Sue Byrnes, director of the LAM Foundation in Cincinnati, said because many doctors are unfamiliar with LAM, there are more women suffering from it who have not yet been diagnosed. It often takes four years, she said, for a diagnosis to be confirmed.

While she waits for either a transplant or a breakthrough, Hamlin counts her "God things," including her golden retriever, Bailey. She was told that if she wanted a dog, she would have to find one before her transplant to accustom herself to pet dander. She believes there is a connection that led her to this particular pet.

"Her prior owner had to give her up. He had had a heart transplant and couldn't take care of Bailey any more. It was a God thing."

And, she said, it was certainly no coincidence that she and her husband, Ron, had planned to name a dog Bailey when they got one.

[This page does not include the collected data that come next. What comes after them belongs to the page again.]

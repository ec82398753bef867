// src/lib.rs
// ────────────────────────────────────────────────────────────────────────────
// Public library entry point.  Re-export everything for both `main.rs` and
// integration tests.

#[macro_use]
pub mod macros;

pub mod channel;
pub mod config;
pub mod logging;
pub mod memory;
pub mod notify;
pub mod service;
pub mod session;
pub mod sim;

pub use channel::{can_connect_to, ChannelError, ChannelEvent, ControlChannel, Device};
pub use config::{Config, ConfigError, ServiceConfig};
pub use memory::{Encoding, MemoryError, RawRead, RemoteMemory, Signature, Target, WriteMode};
pub use notify::Notifier;
pub use service::{LifecycleState, ServiceError, ServiceLifecycle, ServiceState};
pub use session::{DriverSession, SessionError, SessionEvent};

Because of her weakening condition, Hamlin had to retire from her job as a speech pathologist. "God planned this," she said. "What better woman to spread the word than one who loves to talk?"

So she waits, knowing that it will take a gift from someone who lost a life to save hers. From talking with other LAM women, she has learned that the first three months after a transplant are the worst, requiring constant care while her body adjusts to the medications she'll need to take. She has to lose six pounds to be in to shape for surgery, but has been told that the after-surgery drugs will put it back on and more. Medicare and supplemental insurance will pay for the transplant, but it will take faith to come up with the $3,000 per month it is estimated she will need for the drugs.

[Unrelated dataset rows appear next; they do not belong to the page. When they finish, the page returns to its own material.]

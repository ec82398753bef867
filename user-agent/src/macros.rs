
/// Logs a structured line with timestamp, level, component, pid, tid, and message.
/// Usage:
/// ```rust
/// use log::Level;
/// memdrv::memdrv_log!(Level::Info, "service", "Service started");
/// memdrv::memdrv_log!(Level::Error, "channel", "Open failed: {}", 5);
/// ```
/// Logs like:
/// [2025-04-25T16:32:10+02:00][DEBUG][service][pid=4568][tid=ThreadId(1)] Your message here
#[macro_export]
macro_rules! memdrv_log {
    ($level:expr, $component:literal, $fmt:literal $(, $($arg:tt)+)?) => {
        log::log!(
            $level,
            concat!(
                "[", "{}", "]",          // timestamp
                "[", "{}", "]",          // level via Display
                "[", $component, "]",    // component
                "[pid=", "{}", "]",      // pid
                "[tid=", "{:?}", "] ",   // tid
                $fmt                     // message
            ),
            chrono::Local::now().to_rfc3339(),
            $level,
            std::process::id(),
            std::thread::current().id()
            $(, $($arg)+)?
        );
    };
}

/// In-memory logger shared by unit tests that assert on log output.
///
/// Installed once for the whole unit-test binary; lines are never cleared,
/// so each test looks for its own unique payload.
#[cfg(test)]
pub(crate) mod capture {
    use log::{Level, LevelFilter, Log, Metadata, Record};
    use std::sync::Mutex;

    struct MemoryLogger {
        buffer: Mutex<String>,
    }

    static LOGGER: MemoryLogger = MemoryLogger { buffer: Mutex::new(String::new()) };

    impl Log for MemoryLogger {
        fn enabled(&self, metadata: &Metadata) -> bool {
            metadata.level() <= Level::Debug
        }
        fn log(&self, record: &Record) {
            if self.enabled(record.metadata()) {
                let mut buf = self.buffer.lock().unwrap();
                buf.push_str(&format!("{}\n", record.args()));
            }
        }
        fn flush(&self) {}
    }

    pub fn install() {
        // Only the first call wins; later ones see the same logger.
        let _ = log::set_logger(&LOGGER);
        log::set_max_level(LevelFilter::Debug);
    }

    /// First captured line containing `needle`.
    pub fn line_with(needle: &str) -> Option<String> {
        let buf = LOGGER.buffer.lock().unwrap();
        buf.lines().find(|l| l.contains(needle)).map(str::to_owned)
    }
}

"I have a great family and friends who said they will do fund raisers, if needed," she said.

The transplant is not meant to be a cure, she said, but a change of circumstances. Her immune system will be affected permanently. She will always have to be cautious about her health, but eventually she will be strong enough to do physical things she once enjoyed.

"LAM women tell me after the transplant taking big breaths will be awesome," she said. "My quality of life will be so good after it."